No mapa, Coudreau traz detalhes de locais como a Colônia Militar dom Pedro II, central na sustentação militar brasileira na região. "Essa parte da América do Sul foi quase completamente ocupada por indígenas e brasileiros", explicou Ferretti.
Questionamento
"O mapa descoberto por Ferretti ajuda a desmontar a tese francesa", afirmou Luís Cláudio Villafane, historiador e diplomata brasileiro, que lançará em 2017 uma nova biografia de Rio Branco. Mas não o considera decisivo. "Ajudar, certamente ajudou", disse.
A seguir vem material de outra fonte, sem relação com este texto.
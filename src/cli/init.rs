//! Init command implementation

use colored::Colorize;
use dialoguer::{Input, Password, theme::ColorfulTheme};

use crate::cli::args::GlobalOptions;
use crate::client::{SheetSource, SheetsClient};
use crate::config::Config;
use crate::error::Result;

/// Run the init command
///
/// Prompts for the API key, spreadsheet and optional partial site, checks
/// that the spreadsheet can be read and saves the configuration. An existing
/// file keeps its sheet names and cache settings.
pub async fn run(opts: &GlobalOptions) -> Result<()> {
    println!("{}", "Welcome to fmaportal!".bold().green());
    println!("Let's connect to the portal spreadsheet.\n");

    let mut config = Config::load_at(opts.config_ref()).unwrap_or_default();
    let theme = ColorfulTheme::default();

    let api_key: String = Password::with_theme(&theme)
        .with_prompt("Enter your Sheets API key")
        .interact()?;

    let mut spreadsheet = Input::<String>::with_theme(&theme).with_prompt("Spreadsheet ID");
    if let Some(existing) = &config.spreadsheet_id {
        spreadsheet = spreadsheet.default(existing.clone());
    }
    let spreadsheet_id = spreadsheet.interact_text()?;

    let site_url: String = Input::with_theme(&theme)
        .with_prompt("Site URL for page partials (blank for the bundled pages)")
        .allow_empty(true)
        .default(config.site_url.clone().unwrap_or_default())
        .interact_text()?;

    config.api_key = Some(api_key.trim().to_string());
    config.spreadsheet_id = Some(spreadsheet_id.trim().to_string());
    config.site_url = match site_url.trim() {
        "" => None,
        site => Some(site.to_string()),
    };
    config.validate()?;

    println!("\n{}", "Checking spreadsheet access...".cyan());
    let client = SheetsClient::from_config(&config)?;
    let sheet = config.sheets.implementation_structure.clone();
    match client.fetch_table(&sheet).await {
        Ok(rows) => println!(
            "{} Read {} rows from {}",
            "✓".green(),
            rows.len(),
            sheet.bold()
        ),
        Err(e) => {
            println!("{} Could not read {}: {}", "⚠".yellow(), sheet, e);
            println!("  Saving anyway; check the key and the sheet names in the config file.");
        }
    }

    config.save_at(opts.config_ref())?;

    let config_path = Config::resolve_path(opts.config_ref())?;
    println!(
        "\n{} Configuration saved to: {}",
        "✓".green(),
        config_path.display()
    );

    println!("\n{}", "You're all set! Try running:".bold());
    println!("  {} - Show configuration status", "fmaportal status".cyan());
    println!("  {} - Show the home page counters", "fmaportal stats".cyan());
    println!("  {} - Browse the portal", "fmaportal browse".cyan());

    Ok(())
}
Quem também questiona o peso da descoberta é o diplomata Affonso José Santos, um dos quadros do Itamaraty que mais estudou a vida de Rio Branco. "Há evidência de que os "peritos" suíços louvaram-se na rica e determinante documentação de Rio Branco, para chegar ao laudo final." Na avaliação do diplomata, se o mapa de Reclus fosse determinante, "certamente figuraria na documentação francesa - o que não é o caso". As informações são do jornal O Estado de S. Paulo.